§ **Problem**: The response must contain the complete data, printed exactly.

(Extracted records)
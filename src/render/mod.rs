//! HTML pages for the releases index.

use crate::provider::Release;

const PAGE_TITLE: &str = "OpenTofu releases";

/// Link target of the release list, used as the parent of every detail page.
pub const RELEASES_ROOT: &str = "/releases/";

/// Renders the index of all releases, one link per release in input order.
pub fn release_list_page(releases: &[Release]) -> String {
    let items: String = releases
        .iter()
        .map(|release| {
            let version = escape(release.version());
            format!(r#"<li><a href="/releases/{0}">{0}</a></li>"#, version)
        })
        .collect();
    page(&items)
}

/// Renders the asset list of a single release, preceded by a parent link.
pub fn release_detail_page(release: &Release) -> String {
    let mut items = format!(r#"<li><a href="{}">../</a></li>"#, RELEASES_ROOT);
    for asset in &release.assets {
        items.push_str(&format!(
            r#"<li><a href="{}">{}</a></li>"#,
            escape(&asset.download_url),
            escape(&asset.name)
        ));
    }
    page(&items)
}

fn page(items: &str) -> String {
    format!(
        "<!DOCTYPE html><html><head><title>{}</title></head><body><ul>{}</ul></body></html>",
        PAGE_TITLE, items
    )
}

/// Escapes text for use in HTML content and double-quoted attributes.
pub fn escape(s: &str) -> String {
    let mut out = String::with_capacity(s.len());
    for c in s.chars() {
        match c {
            '&' => out.push_str("&amp;"),
            '<' => out.push_str("&lt;"),
            '>' => out.push_str("&gt;"),
            '"' => out.push_str("&quot;"),
            '\'' => out.push_str("&#39;"),
            c => out.push(c),
        }
    }
    out
}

§ **Answer box**:
filename src/render/mod.rs
//! HTML pages for the releases index.

use crate::provider::Release;

const PAGE_TITLE: &str = "OpenTofu releases";

/// Link target of the release list, used as the parent of every detail page.
pub const RELEASES_ROOT: &str = "/releases/";

/// Renders the index of all releases, one link per release in input order.
pub fn release_list_page(releases: &[Release]) -> String {
    let items: String = releases
        .iter()
        .map(|release| {
            let version = escape(release.version());
            format!(r#"<li><a href="/releases/{0}">{0}</a></li>"#, version)
        })
        .collect();
    page(&items)
}

/// Renders the asset list of a single release, preceded by a parent link.
pub fn release_detail_page(release: &Release) -> String {
    let mut items = format!(r#"<li><a href="{}">../</a></li>"#, RELEASES_ROOT);
    for asset in &release.assets {
        items.push_str(&format!(
            r#"<li><a href="{}">{}</a></li>"#,
            escape(&asset.download_url),
            escape(&asset.name)
        ));
    }
    page(&items)
}

fn page(items: &str) -> String {
    format!(
        "<!DOCTYPE html><html><head><title>{}</title></head><body><ul>{}</ul></body></html>",
        PAGE_TITLE, items
    )
}

/// Escapes text for use in HTML content and double-quoted attributes.
pub fn escape(s: &str) -> String {
    let mut out = String::with_capacity(s.len());
    for c in s.chars() {
        match c {
            '&' => out.push_str("&amp;"),
            '<' => out.push_str("&lt;"),
            '>' => out.push_str("&gt;"),
            '"' => out.push_str("&quot;"),
            '\'' => out.push_str("&#39;"),
            c => out.push(c),
        }
    }
    out
}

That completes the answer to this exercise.